Stored data entries:
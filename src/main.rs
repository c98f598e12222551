use std::path::{Path, PathBuf};

use anyhow::Result;
use clap::Parser;
use gfx::{Buffer, CGA_PALETTE, Font, pack_sheet};
use itertools::Itertools;
use log::{error, info, warn};
use world::MapFile;

mod compose;
mod files;
mod histogram;

use compose::{DrawOrder, STRIP_ROOMS, WorldImages};

/// Binary world map, read from the data directory.
const MAP_FILE: &str = "yhtwtg.map";
/// Indexed tile atlas, 256x256 px, one palette index byte per pixel.
const ATLAS_FILE: &str = "tiles_raw_indexed.data";
/// RGBA glyph sheet consumed by --pack-font, 256x64 px.
const FONT_SHEET_FILE: &str = "font_cga_256x64.data";

const ATLAS_OUT: &str = "tiles_32x32_rgba32_256x256.data";
const STRIP_OUT: &str = "WorldMap1D_1x149_rooms_rgba32_320x28608.data";
const GRID_OUT: &str = "WorldMap2D_19x13_rooms_rgba32_6080x2600.data";
const BMP_OUT: &str = "WorldMap2D_19x13_rooms.bmp";
const FONT_OUT: &str = "font_cga_rgba32_8x2048.data";

/// Map read buffer size, roughly double the shipping map.
const MAP_BUFFER_LEN: usize = 300 * 1024;
/// Atlas read buffer size. Only the leading 64 KiB of index bytes are
/// decoded.
const ATLAS_BUFFER_LEN: usize = 192 * 1024;

/// Atlas image edge in pixels.
const ATLAS_PX: i32 = world::ATLAS_TILES * gfx::TILE_SIZE;

#[derive(Parser, Debug)]
struct Args {
    #[arg(
        long,
        value_name = "DIR",
        default_value = ".",
        help = "Directory holding the game data files"
    )]
    dir: PathBuf,

    #[arg(long, help = "Draw room tiles row by row instead of column by column")]
    row_major: bool,

    #[arg(long, help = "Also dump the expanded font strip as raw RGBA")]
    save_font: bool,

    #[arg(long, help = "Repack the glyph sheet and print it as a Rust array")]
    pack_font: bool,
}

fn main() -> Result<()> {
    env_logger::builder()
        .filter_level(log::LevelFilter::Info)
        .parse_default_env()
        .init();

    let args = Args::parse();
    info!("data directory: {}", args.dir.display());

    if args.pack_font {
        return pack_font(&args.dir);
    }

    // A missing input only logs an error: the run continues with a
    // zeroed buffer and decodes to an empty world.
    let mut map_bytes = vec![0; MAP_BUFFER_LEN];
    let map_len = files::read_into(&args.dir.join(MAP_FILE), &mut map_bytes)
        .unwrap_or_else(|e| {
            error!("{e:#}");
            0
        });

    let mut atlas_bytes = vec![0; ATLAS_BUFFER_LEN];
    if let Err(e) =
        files::read_into(&args.dir.join(ATLAS_FILE), &mut atlas_bytes)
    {
        error!("{e:#}");
    }

    let map = MapFile::parse(&map_bytes[..map_len]).unwrap_or_else(|e| {
        error!("couldn't decode map: {e:#}");
        MapFile::empty()
    });
    info!("found {} rooms", map.rooms.len());
    if map.rooms.len() != STRIP_ROOMS as usize {
        warn!(
            "unexpected number of rooms, {} != {STRIP_ROOMS}",
            map.rooms.len()
        );
    }

    let atlas = Buffer::from_indexed(
        ATLAS_PX as u32,
        ATLAS_PX as u32,
        &atlas_bytes[..(ATLAS_PX * ATLAS_PX) as usize],
        &CGA_PALETTE,
    );

    let font = Font::default();
    let order = if args.row_major {
        DrawOrder::RowMajor
    } else {
        DrawOrder::ColumnMajor
    };
    let images = WorldImages::compose(&map, &atlas, &font, order);

    // Failed writes are reported, the remaining outputs still go out.
    let save = |name: &str, bytes: &[u8]| {
        if let Err(e) = files::save(&args.dir.join(name), bytes) {
            error!("{e:#}");
        }
    };
    save(ATLAS_OUT, atlas.as_bytes());
    save(STRIP_OUT, images.strip.as_bytes());
    save(GRID_OUT, images.grid.as_bytes());
    save(BMP_OUT, &images.grid.to_bmp());
    if args.save_font {
        save(FONT_OUT, font.sheet().as_bytes());
    }

    images.histogram.print_report();

    Ok(())
}

/// Asset authoring path: re-derive the packed font table from an RGBA
/// glyph sheet and print it as a Rust array literal.
fn pack_font(dir: &Path) -> Result<()> {
    let mut sheet_bytes = vec![0; 256 * 64 * 4];
    files::read_into(&dir.join(FONT_SHEET_FILE), &mut sheet_bytes)?;
    let sheet = Buffer::from_rgba_bytes(256, 64, &sheet_bytes);
    let bits = pack_sheet(&sheet);

    println!("pub const FONT_8X8: [u8; 2048] = [");
    for (glyph, rows) in bits.chunks(8).enumerate() {
        let bytes = rows.iter().map(|b| format!("{b:#04X}")).join(", ");
        println!("    {bytes}, // {glyph:02x}");
    }
    println!("];");

    Ok(())
}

◆ What you will do:
Output exactly the lines of the records from the first through the one bearing "fn main() ->", both ends included.

◆ The answer:
filename src/main.rs
repository c98f598e12222551
use std::path::{Path, PathBuf};

use anyhow::Result;
use clap::Parser;
use gfx::{Buffer, CGA_PALETTE, Font, pack_sheet};
use itertools::Itertools;
use log::{error, info, warn};
use world::MapFile;

mod compose;
mod files;
mod histogram;

use compose::{DrawOrder, STRIP_ROOMS, WorldImages};

/// Binary world map, read from the data directory.
const MAP_FILE: &str = "yhtwtg.map";
/// Indexed tile atlas, 256x256 px, one palette index byte per pixel.
const ATLAS_FILE: &str = "tiles_raw_indexed.data";
/// RGBA glyph sheet consumed by --pack-font, 256x64 px.
const FONT_SHEET_FILE: &str = "font_cga_256x64.data";

const ATLAS_OUT: &str = "tiles_32x32_rgba32_256x256.data";
const STRIP_OUT: &str = "WorldMap1D_1x149_rooms_rgba32_320x28608.data";
const GRID_OUT: &str = "WorldMap2D_19x13_rooms_rgba32_6080x2600.data";
const BMP_OUT: &str = "WorldMap2D_19x13_rooms.bmp";
const FONT_OUT: &str = "font_cga_rgba32_8x2048.data";

/// Map read buffer size, roughly double the shipping map.
const MAP_BUFFER_LEN: usize = 300 * 1024;
/// Atlas read buffer size. Only the leading 64 KiB of index bytes are
/// decoded.
const ATLAS_BUFFER_LEN: usize = 192 * 1024;

/// Atlas image edge in pixels.
const ATLAS_PX: i32 = world::ATLAS_TILES * gfx::TILE_SIZE;

#[derive(Parser, Debug)]
struct Args {
    #[arg(
        long,
        value_name = "DIR",
        default_value = ".",
        help = "Directory holding the game data files"
    )]
    dir: PathBuf,

    #[arg(long, help = "Draw room tiles row by row instead of column by column")]
    row_major: bool,

    #[arg(long, help = "Also dump the expanded font strip as raw RGBA")]
    save_font: bool,

    #[arg(long, help = "Repack the glyph sheet and print it as a Rust array")]
    pack_font: bool,
}

fn main() -> Result<()> {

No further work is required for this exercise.